Risponde al telefono con una voce allegra anche se i momenti che richiama alla memoria sono terribili. Alcuni anni fa padre Alberto Maggi, teologo di fama, si ritrovò a fare i conti con un dilemma atroce. «Dovevo essere operato per una dissezione aortica. I medici mi prospettarono tre ipotesi. Morire sotto i ferri, restare su una carrozzina, tetraplegico o di riportare gravi lesioni cerebrali. Non ebbi alcun dubbio. Accettai subito con grande quiete interiore la morte e anche l'idea di passare il resto della mia vita da invalido. Ma le lesioni cerebrali permanenti non le potevo tollerare. Mi chiesi che senso poteva avere una vita del genere e magari essere un peso per gli altri».

E cosa decise?
«C'era poco tempo. Chiamai i miei confratelli e diedi disposizioni precise sul da farsi. Dissi loro che nel caso di lesioni permanenti al cervello solo in quel caso - dovevano staccare la spina».

Era la disperazione a farle pensare a questa soluzione?
«Non ho mai provato paure o ansie. Ho sempre sentito Dio accanto. Il mio era un ragionamento pacato».

La Consulta ha affermato che non è più punibile chi agevola il suicidio assistito di persone sottoposte a trattamenti di sostegno vitale e affette da una patologia irreversibile, magari con forme di sofferenza fisiche o psicologiche intollerabili. Che ne pensa?
«Penso che quello fatto dalla Corte Costituzionale sia un passo in avanti. Penso che lentamente stia affiorando cosa significhi la vita dignitosa di un uomo».

Lei ha posizioni in controtendenza lei rispetto a quelle dei vescovi italiani...
«Credo che la morte non interrompa la vita dell'uomo. Non mi piace la definizione di suicidio assistito. Sono per il non prolungamento di un sistema artificiale che mi tenga in vita in talune circostanze».

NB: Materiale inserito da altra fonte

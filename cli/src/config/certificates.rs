//! Desired certificates from `certificates.toml`.
//!
//! Each top-level table is one certificate, keyed by its lineage name:
//!
//! ```toml
//! [example]
//! domains = ["example.com", "www.example.com"]
//! dns_provider = "google"
//!
//! [retired]
//! state = "absent"
//! ```
use std::collections::BTreeMap;
use std::path::Path;

use serde::Deserialize;

use super::toml_loader::load_config;
use crate::error::ConfigError;
use crate::reconcile::DesiredCertificate;

/// Whether a configured certificate should exist.
#[derive(Debug, Clone, Copy, Default, PartialEq, Eq, Deserialize)]
#[serde(rename_all = "lowercase")]
pub enum CertificateState {
    /// Issue the certificate if certbot does not have it.
    #[default]
    Present,
    /// Delete the certificate.
    Absent,
}

#[derive(Debug, Deserialize)]
#[serde(deny_unknown_fields)]
struct CertificateTable {
    #[serde(default)]
    domains: Vec<String>,
    dns_provider: Option<String>,
    #[serde(default)]
    state: CertificateState,
}

/// One entry of the certificate configuration.
#[derive(Debug, Clone, PartialEq, Eq)]
pub enum ConfiguredCertificate {
    /// Should exist.
    Present(DesiredCertificate),
    /// Should be deleted, by name.
    Absent(String),
}

impl ConfiguredCertificate {
    /// Lineage name of the entry.
    #[must_use]
    pub fn name(&self) -> &str {
        match self {
            Self::Present(desired) => desired.name().unwrap_or_default(),
            Self::Absent(name) => name,
        }
    }
}

/// Load configured certificates from `path`, ordered by name.
///
/// # Errors
///
/// Returns an error if the file cannot be read or parsed, or if a present
/// certificate lists no domains.
pub fn load(path: &Path) -> Result<Vec<ConfiguredCertificate>, ConfigError> {
    let tables: BTreeMap<String, CertificateTable> = load_config(path)?;

    tables
        .into_iter()
        .map(|(name, table)| match table.state {
            CertificateState::Absent => Ok(ConfiguredCertificate::Absent(name)),
            CertificateState::Present => {
                DesiredCertificate::new(Some(name.clone()), table.domains, table.dns_provider)
                    .map(ConfiguredCertificate::Present)
                    .map_err(|source| ConfigError::InvalidCertificate { name, source })
            }
        })
        .collect()
}
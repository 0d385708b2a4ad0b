//! Package-family detection for the target host.
use std::fmt;

use crate::error::ProvisionError;
use crate::exec::Executor;
use crate::resources::package::PackageManager;

/// Package family of the host, resolved once per run.
#[derive(Debug, Clone, Copy, PartialEq, Eq)]
pub enum PackageFamily {
    /// `dpkg-query` on PATH (Debian, Ubuntu, ...).
    Debian,
    /// `rpm` on PATH (RHEL, Fedora, ...).
    RedHat,
    /// Neither was found.
    Unknown,
}

impl fmt::Display for PackageFamily {
    fn fmt(&self, f: &mut fmt::Formatter<'_>) -> fmt::Result {
        match self {
            Self::Debian => write!(f, "debian"),
            Self::RedHat => write!(f, "redhat"),
            Self::Unknown => write!(f, "unknown"),
        }
    }
}

impl PackageFamily {
    /// Detect the package family from the package database tools on PATH.
    ///
    /// Debian metadata wins when both are present.
    pub fn detect(executor: &dyn Executor) -> Self {
        Self::from_metadata(executor.which("dpkg-query"), executor.which("rpm"))
    }

    /// Resolve the family from the two package-metadata checks.
    #[must_use]
    pub const fn from_metadata(has_deb: bool, has_rpm: bool) -> Self {
        match (has_deb, has_rpm) {
            (true, _) => Self::Debian,
            (false, true) => Self::RedHat,
            (false, false) => Self::Unknown,
        }
    }

    /// Package manager used to install `package` on this family.
    ///
    /// # Errors
    ///
    /// Returns [`ProvisionError::Unimplemented`] for [`PackageFamily::RedHat`]
    /// and [`ProvisionError::NoInstallMethod`] for [`PackageFamily::Unknown`].
    pub fn package_manager(self, package: &str) -> Result<PackageManager, ProvisionError> {
        match self {
            Self::Debian => Ok(PackageManager::Apt),
            Self::RedHat => Err(ProvisionError::Unimplemented {
                family: self,
                package: package.to_string(),
            }),
            Self::Unknown => Err(ProvisionError::NoInstallMethod {
                package: package.to_string(),
            }),
        }
    }
}
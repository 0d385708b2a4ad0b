use std::sync::Arc;

use crate::config::Config;
use crate::exec::Executor;
use crate::logging::Log;

/// Shared context for operations and tasks.
pub struct Context {
    /// Desired certificates loaded from the configuration file.
    pub config: Config,
    /// Logger for output and task recording.
    pub log: Arc<dyn Log>,
    /// Command executor for the target host.
    pub executor: Arc<dyn Executor>,
    /// Whether to perform a dry run (preview changes without applying).
    pub dry_run: bool,
}

impl std::fmt::Debug for Context {
    fn fmt(&self, f: &mut std::fmt::Formatter<'_>) -> std::fmt::Result {
        f.debug_struct("Context")
            .field("config", &self.config)
            .field("log", &"<dyn Log>")
            .field("executor", &self.executor)
            .field("dry_run", &self.dry_run)
            .finish()
    }
}

impl Context {
    /// Creates a new context.
    #[must_use]
    pub fn new(
        config: Config,
        log: Arc<dyn Log>,
        executor: Arc<dyn Executor>,
        dry_run: bool,
    ) -> Self {
        Self {
            config,
            log,
            executor,
            dry_run,
        }
    }

    /// The executor as a trait object reference.
    #[must_use]
    pub fn executor(&self) -> &dyn Executor {
        self.executor.as_ref()
    }
}
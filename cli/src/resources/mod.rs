//! Idempotent resource primitives (check + apply pattern).
pub mod package;

use anyhow::Result;

/// Minimal interface for resources that can be described and applied.
pub trait Applicable {
    /// Human-readable description of this resource.
    fn description(&self) -> String;

    /// Apply the resource change.
    ///
    /// # Errors
    ///
    /// Returns an error if the underlying command fails or the change is not
    /// supported on this host.
    fn apply(&self) -> Result<ResourceChange>;
}

/// State of a resource on the host.
///
/// # Examples
///
/// ```
/// use certbot_deploy::resources::ResourceState;
///
/// assert_ne!(ResourceState::Missing, ResourceState::Correct);
/// ```
#[derive(Debug, Clone, PartialEq, Eq)]
pub enum ResourceState {
    /// Resource does not exist or is not present.
    Missing,
    /// Resource exists and matches the desired state.
    Correct,
}

/// Result of applying a resource change.
#[derive(Debug, Clone, PartialEq, Eq)]
pub enum ResourceChange {
    /// Resource was created, updated or removed.
    Applied,
    /// Resource was already correct (no change needed).
    AlreadyCorrect,
    /// The change was only logged (dry run).
    DryRun,
}

/// Interface for resources that can determine their own state.
pub trait Resource: Applicable {
    /// Check the current state of the resource.
    ///
    /// # Errors
    ///
    /// Returns an error if the state query itself cannot be run.
    fn current_state(&self) -> Result<ResourceState>;

    /// Determine if the resource needs to be changed.
    ///
    /// # Errors
    ///
    /// Propagates errors from `current_state()`.
    fn needs_change(&self) -> Result<bool> {
        Ok(self.current_state()? == ResourceState::Missing)
    }
}
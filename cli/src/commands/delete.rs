use std::sync::Arc;

use anyhow::Result;

use crate::cli::{DeleteOpts, GlobalOpts};
use crate::logging::Logger;
use crate::operations;

/// Run the delete command.
///
/// # Errors
///
/// Returns an error if `certbot delete` fails, including when certbot does
/// not know the certificate.
pub fn run(global: &GlobalOpts, opts: &DeleteOpts, log: &Arc<Logger>) -> Result<()> {
    let ctx = super::context(global, log, false)?;

    log.stage(&format!("Deleting certificate {}", opts.cert_name));
    operations::delete(&ctx, &opts.cert_name)?;
    Ok(())
}
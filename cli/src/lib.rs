//! Idempotent certbot certificate lifecycle management.
//!
//! Decides whether a certificate must be issued or deleted by comparing the
//! desired certificate with certbot's own `certificates` listing, then runs
//! the matching certbot command.
//!
//! - **[`certbot`]**: command builder and inventory parser for the certbot CLI
//! - **[`reconcile`]**: desired certificate vs. observed inventory
//! - **[`platform`]** and **[`resources`]**: package family detection and the
//!   certbot package install
//! - **[`operations`]**: provision, certonly, delete and certificates
//! - **[`config`]** and **[`tasks`]**: declarative `apply` from a TOML file
//! - **[`commands`]**: subcommand orchestration
#![deny(clippy::or_fun_call)]
#![deny(clippy::bool_to_int_with_if)]

pub mod certbot;
pub mod cli;
pub mod commands;
pub mod config;
pub mod error;
pub mod exec;
pub mod logging;
pub mod operations;
pub mod platform;
pub mod reconcile;
pub mod resources;
pub mod tasks;
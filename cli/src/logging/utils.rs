//! Log file location, escape stripping and timestamps.
use std::ffi::OsString;
use std::fs;
use std::path::PathBuf;

/// Timestamp written in the log file header.
pub(super) const HEADER_STAMP: &str = "%Y-%m-%d %H:%M:%S";
/// Timestamp prefixed to every log file line.
pub(super) const LINE_STAMP: &str = "%H:%M:%S";

/// Remove terminal escape sequences so the log file stays plain text.
///
/// A CSI sequence (`ESC [` ... final byte in `@`..=`~`) is dropped whole; any
/// other escape drops the byte that follows it.
pub(super) fn strip_ansi(s: &str) -> String {
    #[derive(Clone, Copy)]
    enum Scan {
        Text,
        Escape,
        Csi,
    }

    let mut out = String::with_capacity(s.len());
    let mut scan = Scan::Text;
    for c in s.chars() {
        scan = match (scan, c) {
            (Scan::Text, '\x1b') => Scan::Escape,
            (Scan::Text, _) => {
                out.push(c);
                Scan::Text
            }
            (Scan::Escape, '[') => Scan::Csi,
            (Scan::Escape, _) | (Scan::Csi, '@'..='~') => Scan::Text,
            (Scan::Csi, _) => Scan::Csi,
        };
    }
    out
}

/// Directory holding per-command logs, given the cache and home variables.
fn log_dir_from(xdg_cache: Option<OsString>, home: Option<OsString>) -> PathBuf {
    let cache = xdg_cache
        .filter(|v| !v.is_empty())
        .map(PathBuf::from)
        .or_else(|| home.map(|h| PathBuf::from(h).join(".cache")))
        .unwrap_or_else(std::env::temp_dir);
    cache.join("certbot-deploy")
}

/// Path of the log for `command`, creating its directory.
///
/// `None` when the directory cannot be created; logging then stays on the
/// console only.
pub(super) fn log_file_path(command: &str) -> Option<PathBuf> {
    let dir = log_dir_from(std::env::var_os("XDG_CACHE_HOME"), std::env::var_os("HOME"));
    fs::create_dir_all(&dir).ok()?;
    Some(dir.join(format!("{command}.log")))
}

/// Current UTC time rendered with `format`.
pub(super) fn timestamp(format: &str) -> String {
    chrono::Utc::now().format(format).to_string()
}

Un po' il caso di Dj Fabo per esempio...
«Se non ho più alcuna funzione cerebrale e non sono più io, e forse sono anche un peso per i miei familiari, ecco che si apre un'altra riflessione che diventa un atto d'amore nei confronti degli altri, di chi mi vuole bene e mi accudisce. La vita resta sacra. E la vita va difesa fino alla fine. Con i ritrovati della scienza possiamo prolungare notevolmente la nostra vita biologica. Resta però il fatto che l'uomo ha la sua dignità e, allora, ci si deve chiedere che tipo di dignità possa avere una persona che vede prolungarsi in pene indicibili. E' in queste circostanze che si deve dire stop, altrimenti diventerebbe solo accanimento terapeutico, una specie di tortura, e non ha senso».

Argomento che divide...
«È un tema delicatissimo. E non basta nemmeno che la persona in salute abbia stabilito le volontà in caso di malattia o infermità grave, perché anche all'ultimo momento potrebbe cambiare idea. Ho avuto il caso di una persona che prima di essere ricoverata ha esposto le sue volontà chiedendo che gli venisse staccata la spina. Quando la malattia è precipitata e aveva bisogno di altri interventi risvegliandosi dalla sedazione chiese di proseguire ancora, non voleva morire. Per due anni fu tracheotomizzato, con altre complicazioni e fu un calvario. Questo per dirle che nelle situazioni bisogna trovarcisi ed è difficile fare delle leggi in materia. Semmai occorre lavorare sul tema della paura della morte, perché morire per i cristiani resta il momento più bello della vita. La morte ci apre una dimensione piena e non dobbiamo averne paura».

Papa Wojtyla nell'ultimo periodo della sua vita disse una frase sulla quale in tanti si stanno ancora ad interrogare: lasciatemi andare alla Casa del Padre...
«E' facile da interpretare: Wojtyla rifiutò il prolungamento delle sue cure, e la stessa cosa fece il cardinale Martini. Bisogna lasciare la libertà alle persone. Le leggi sono imperfette».